Saved data entries:
______

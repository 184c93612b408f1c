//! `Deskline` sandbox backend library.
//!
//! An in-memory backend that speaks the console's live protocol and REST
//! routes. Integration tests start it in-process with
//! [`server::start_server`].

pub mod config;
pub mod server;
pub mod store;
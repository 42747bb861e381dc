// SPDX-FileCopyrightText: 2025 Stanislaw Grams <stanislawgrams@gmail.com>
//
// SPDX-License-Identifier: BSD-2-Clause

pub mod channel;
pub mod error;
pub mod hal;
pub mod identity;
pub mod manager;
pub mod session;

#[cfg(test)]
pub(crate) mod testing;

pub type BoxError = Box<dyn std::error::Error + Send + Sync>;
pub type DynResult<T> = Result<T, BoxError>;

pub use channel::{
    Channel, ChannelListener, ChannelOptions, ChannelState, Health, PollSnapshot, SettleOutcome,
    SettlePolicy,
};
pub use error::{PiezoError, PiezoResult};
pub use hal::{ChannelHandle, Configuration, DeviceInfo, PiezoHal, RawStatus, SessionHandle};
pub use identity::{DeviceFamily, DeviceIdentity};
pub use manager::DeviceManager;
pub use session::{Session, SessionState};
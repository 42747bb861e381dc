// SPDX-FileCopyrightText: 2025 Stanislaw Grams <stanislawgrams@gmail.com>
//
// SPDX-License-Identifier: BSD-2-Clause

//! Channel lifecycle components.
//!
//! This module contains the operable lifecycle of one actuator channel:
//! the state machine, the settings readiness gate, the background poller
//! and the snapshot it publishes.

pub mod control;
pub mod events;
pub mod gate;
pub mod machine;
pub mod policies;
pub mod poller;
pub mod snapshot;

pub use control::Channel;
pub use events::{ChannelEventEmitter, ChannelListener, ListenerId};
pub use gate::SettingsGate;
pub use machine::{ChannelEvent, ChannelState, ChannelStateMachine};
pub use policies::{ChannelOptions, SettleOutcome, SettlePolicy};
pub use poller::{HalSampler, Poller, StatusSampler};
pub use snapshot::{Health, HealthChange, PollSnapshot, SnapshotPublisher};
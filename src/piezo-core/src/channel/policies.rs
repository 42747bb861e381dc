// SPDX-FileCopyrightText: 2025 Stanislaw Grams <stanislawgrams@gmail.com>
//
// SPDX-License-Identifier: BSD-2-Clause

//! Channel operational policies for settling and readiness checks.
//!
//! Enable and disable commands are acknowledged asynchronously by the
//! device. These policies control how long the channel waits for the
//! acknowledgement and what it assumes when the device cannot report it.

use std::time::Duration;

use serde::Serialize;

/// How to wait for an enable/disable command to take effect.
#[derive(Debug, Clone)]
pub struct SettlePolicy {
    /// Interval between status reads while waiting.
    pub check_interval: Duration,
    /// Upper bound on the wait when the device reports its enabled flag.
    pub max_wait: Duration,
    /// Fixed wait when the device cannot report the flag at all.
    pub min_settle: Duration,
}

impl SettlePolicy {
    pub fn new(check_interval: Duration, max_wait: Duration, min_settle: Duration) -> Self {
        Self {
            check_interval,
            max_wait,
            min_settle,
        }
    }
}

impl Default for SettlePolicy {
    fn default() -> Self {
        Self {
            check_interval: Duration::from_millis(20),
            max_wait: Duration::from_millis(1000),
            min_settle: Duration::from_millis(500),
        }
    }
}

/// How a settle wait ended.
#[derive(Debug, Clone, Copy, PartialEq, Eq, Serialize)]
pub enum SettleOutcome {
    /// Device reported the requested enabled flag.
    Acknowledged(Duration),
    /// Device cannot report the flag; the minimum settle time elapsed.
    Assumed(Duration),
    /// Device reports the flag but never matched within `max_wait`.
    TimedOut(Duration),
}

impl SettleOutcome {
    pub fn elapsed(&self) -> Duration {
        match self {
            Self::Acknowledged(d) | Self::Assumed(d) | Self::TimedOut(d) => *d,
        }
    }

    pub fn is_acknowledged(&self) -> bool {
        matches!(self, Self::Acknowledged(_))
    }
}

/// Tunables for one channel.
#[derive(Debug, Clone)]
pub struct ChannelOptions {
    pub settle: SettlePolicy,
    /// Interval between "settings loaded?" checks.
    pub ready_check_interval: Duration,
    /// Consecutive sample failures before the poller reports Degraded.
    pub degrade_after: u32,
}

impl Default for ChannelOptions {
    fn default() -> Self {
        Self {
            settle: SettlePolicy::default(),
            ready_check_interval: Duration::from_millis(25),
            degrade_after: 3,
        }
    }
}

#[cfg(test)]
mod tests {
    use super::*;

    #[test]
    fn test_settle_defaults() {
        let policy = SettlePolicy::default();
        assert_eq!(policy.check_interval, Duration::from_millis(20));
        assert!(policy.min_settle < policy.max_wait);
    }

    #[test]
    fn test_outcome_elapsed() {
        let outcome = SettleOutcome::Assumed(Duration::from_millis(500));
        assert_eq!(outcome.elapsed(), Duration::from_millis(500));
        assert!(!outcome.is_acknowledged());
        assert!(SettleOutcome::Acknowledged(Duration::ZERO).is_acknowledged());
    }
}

______

§ Exercise objective
Among the records above, extract exactly the lines from the line with "pub use control::Channel;" to the line with "cannot report it.", both lines included, and leave out the rest.

§ Worked solution
pub use control::Channel;
pub use events::{ChannelEventEmitter, ChannelListener, ListenerId};
pub use gate::SettingsGate;
pub use machine::{ChannelEvent, ChannelState, ChannelStateMachine};
pub use policies::{ChannelOptions, SettleOutcome, SettlePolicy};
pub use poller::{HalSampler, Poller, StatusSampler};
pub use snapshot::{Health, HealthChange, PollSnapshot, SnapshotPublisher};
filename src/piezo-core/src/channel/policies.rs
repository 42747bb861e381dc
// SPDX-FileCopyrightText: 2025 Stanislaw Grams <stanislawgrams@gmail.com>
//
// SPDX-License-Identifier: BSD-2-Clause

//! Channel operational policies for settling and readiness checks.
//!
//! Enable and disable commands are acknowledged asynchronously by the
//! device. These policies control how long the channel waits for the
//! acknowledgement and what it assumes when the device cannot report it.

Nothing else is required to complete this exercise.